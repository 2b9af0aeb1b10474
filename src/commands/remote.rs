use anyhow::{Context as _, Result};
use colored::Colorize;
use reconcile::normalize::field_names;
use reconcile::store::RestStore;
use reconcile::{
    ApplyPlan, ApplyReport, Comparison, Direction, Kind, RemoteComparison, SyncEntry,
    export_manifest, normalize, pull, push, scan,
};
use serde_json::Value;

use super::export::resolve_selection;
use super::{confirm, print_plan, print_report};
use crate::Context;
use crate::cli::{ApplyArgs, RemoteArgs, RemoteCommand, SelectArgs};
use crate::config::DsyncConfig;
use crate::progress::ApplyProgress;
use crate::ui;

pub fn run(ctx: &Context, cmd: RemoteCommand) -> Result<()> {
    match cmd {
        RemoteCommand::Test { remote } => test(ctx, &remote),
        RemoteCommand::Scan {
            remote,
            json,
            details,
        } => scan_remote(ctx, &remote, json, details),
        RemoteCommand::Push {
            remote,
            selection,
            apply,
        } => transfer(ctx, &remote, &selection, apply, Direction::Push),
        RemoteCommand::Pull {
            remote,
            selection,
            apply,
        } => transfer(ctx, &remote, &selection, apply, Direction::Pull),
    }
}

/// Open the local instance and the requested remote.
fn connect(args: &RemoteArgs) -> Result<(RestStore, RestStore)> {
    let (config, _) = DsyncConfig::load()?;
    let local = config.local_connection()?.connect()?;
    let remote = config
        .remote_connection(args.name.as_deref(), args.url.as_deref(), args.token.as_deref())?
        .connect()?;
    Ok((local, remote))
}

fn test(ctx: &Context, args: &RemoteArgs) -> Result<()> {
    let (local, remote) = connect(args)?;
    let (local_info, remote_info) =
        rayon::join(|| local.server_info(), || remote.server_info());

    ui::header("Connection test");
    let mut failed = None;
    for (label, store, info) in [("Local", &local, local_info), ("Remote", &remote, remote_info)] {
        ui::section(label);
        ui::kv("URL", store.base_url());
        match info {
            Ok(info) => {
                ui::kv("Project", info.project_name.as_deref().unwrap_or("(unnamed)"));
                ui::kv("Version", info.version.as_deref().unwrap_or("(hidden)"));
                if !ctx.quiet {
                    ui::success("Connected");
                }
            }
            Err(e) => {
                ui::error(&format!("{} ({})", e, e.category().advice()));
                if failed.is_none() {
                    failed = Some(e);
                }
            }
        }
    }

    match failed {
        Some(e) => Err(e).context("Connection test failed"),
        None => Ok(()),
    }
}

fn scan_remote(ctx: &Context, args: &RemoteArgs, json: bool, details: bool) -> Result<()> {
    let (local, remote) = connect(args)?;
    log::info!("Scanning {} against {}", local.base_url(), remote.base_url());
    let comparison = scan(&local, &remote)?;

    if json {
        println!("{}", serde_json::to_string_pretty(&comparison)?);
        return Ok(());
    }

    ui::header(&format!("{} ↔ {}", local.base_url(), remote.base_url()));
    print_scan(ctx, &comparison, details);
    Ok(())
}

fn print_scan(ctx: &Context, comparison: &RemoteComparison, details: bool) {
    for kind in Kind::TREE_ORDER {
        let entries = comparison.entries(kind);
        if entries.is_empty() {
            continue;
        }
        ui::section(&format!("{} ({})", kind.category_name(), entries.len()));
        for entry in entries {
            if entry.comparison == Comparison::Identical && ctx.verbose == 0 && !details {
                continue;
            }
            println!("  {} {}", ui::comparison(entry.comparison), entry.name);
            for line in &entry.diff {
                println!("      {}", line.yellow());
            }
            if details && entry.comparison == Comparison::Different {
                print_entry_diff(entry);
            }
        }
    }

    let summary = &comparison.summary;
    println!();
    ui::kv("Local only", &summary.local_only.to_string());
    ui::kv("Remote only", &summary.remote_only.to_string());
    ui::kv("Different", &summary.different.to_string());
    ui::kv("Identical", &summary.matching.to_string());
    println!();
    if summary.local_only + summary.remote_only + summary.different == 0 {
        ui::success("Instances are in sync");
    } else {
        ui::info(&format!(
            "{} out of sync",
            ui::plural(summary.total() - summary.matching, "item")
        ));
    }
}

/// Pretty JSON of what the comparison looks at for one side.
fn comparable(value: &Value, kind: Kind) -> String {
    // Collections are compared by field names only
    let view = match kind {
        Kind::Collection => Value::from(field_names(value)),
        _ => normalize(value, kind),
    };
    serde_json::to_string_pretty(&view).unwrap_or_default()
}

fn print_entry_diff(entry: &SyncEntry) {
    let (Some(local), Some(remote)) = (&entry.local, &entry.remote) else {
        return;
    };
    let local = comparable(local, entry.kind);
    let remote = comparable(remote, entry.kind);

    let diff = similar::TextDiff::from_lines(&local, &remote);
    for change in diff.iter_all_changes() {
        match change.tag() {
            similar::ChangeTag::Delete => print!("      {}", format!("- {change}").red()),
            similar::ChangeTag::Insert => print!("      {}", format!("+ {change}").green()),
            similar::ChangeTag::Equal => {}
        }
    }
}

fn transfer(
    ctx: &Context,
    args: &RemoteArgs,
    select: &SelectArgs,
    apply: ApplyArgs,
    direction: Direction,
) -> Result<()> {
    let (local, remote) = connect(args)?;
    let (source, target) = match direction {
        Direction::Pull => (&remote, &local),
        _ => (&local, &remote),
    };

    let verb = if direction == Direction::Pull { "Pull" } else { "Push" };

    let selection = resolve_selection(source, select)?;
    if selection.is_empty() {
        if !ctx.quiet {
            ui::success(&format!("Nothing to {}", verb.to_lowercase()));
        }
        return Ok(());
    }

    if apply.dry_run {
        let manifest = export_manifest(source, &selection)
            .with_context(|| format!("Could not read items from {}", source.base_url()))?;
        print_plan(&ApplyPlan::from_manifest(&manifest, &selection));
        return Ok(());
    }

    let prompt = format!(
        "{verb} {} from {} to {}?",
        ui::plural(selection.len(), "item"),
        source.base_url(),
        target.base_url()
    );
    if !confirm(ctx, &prompt, apply.yes)? {
        ui::info("Cancelled");
        return Ok(());
    }

    let mut progress = ApplyProgress::new(selection.len(), ctx.quiet, ctx.verbose > 0);
    let report: ApplyReport = match direction {
        Direction::Pull => pull(&remote, &local, &selection, &mut progress),
        _ => push(&local, &remote, &selection, &mut progress),
    };
    progress.finish();
    print_report(ctx, &report)
}

#[cfg(test)]
mod tests {
    use super::*;
    use serde_json::json;

    #[test]
    fn test_comparable_drops_instance_keys() {
        let role = json!({"id": "r1", "name": "Editor", "users": ["u1"], "date_updated": "x"});
        let text = comparable(&role, Kind::Role);
        assert!(text.contains("Editor"));
        assert!(!text.contains("users"));
        assert!(!text.contains("date_updated"));
    }

    #[test]
    fn test_comparable_lists_collection_fields() {
        let collection = json!({
            "collection": "articles",
            "meta": {"icon": "article"},
            "fields": [{"field": "title"}, {"field": "id"}]
        });
        let text = comparable(&collection, Kind::Collection);
        let value: Value = serde_json::from_str(&text).unwrap();
        assert_eq!(value, json!(["id", "title"]));
    }
}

### Work item:
Among the records above, which lines hold the word "entries"? Copy each one.

### Exercise answer:
        let entries = comparison.entries(kind);
        if entries.is_empty() {
        ui::section(&format!("{} ({})", kind.category_name(), entries.len()));
        for entry in entries {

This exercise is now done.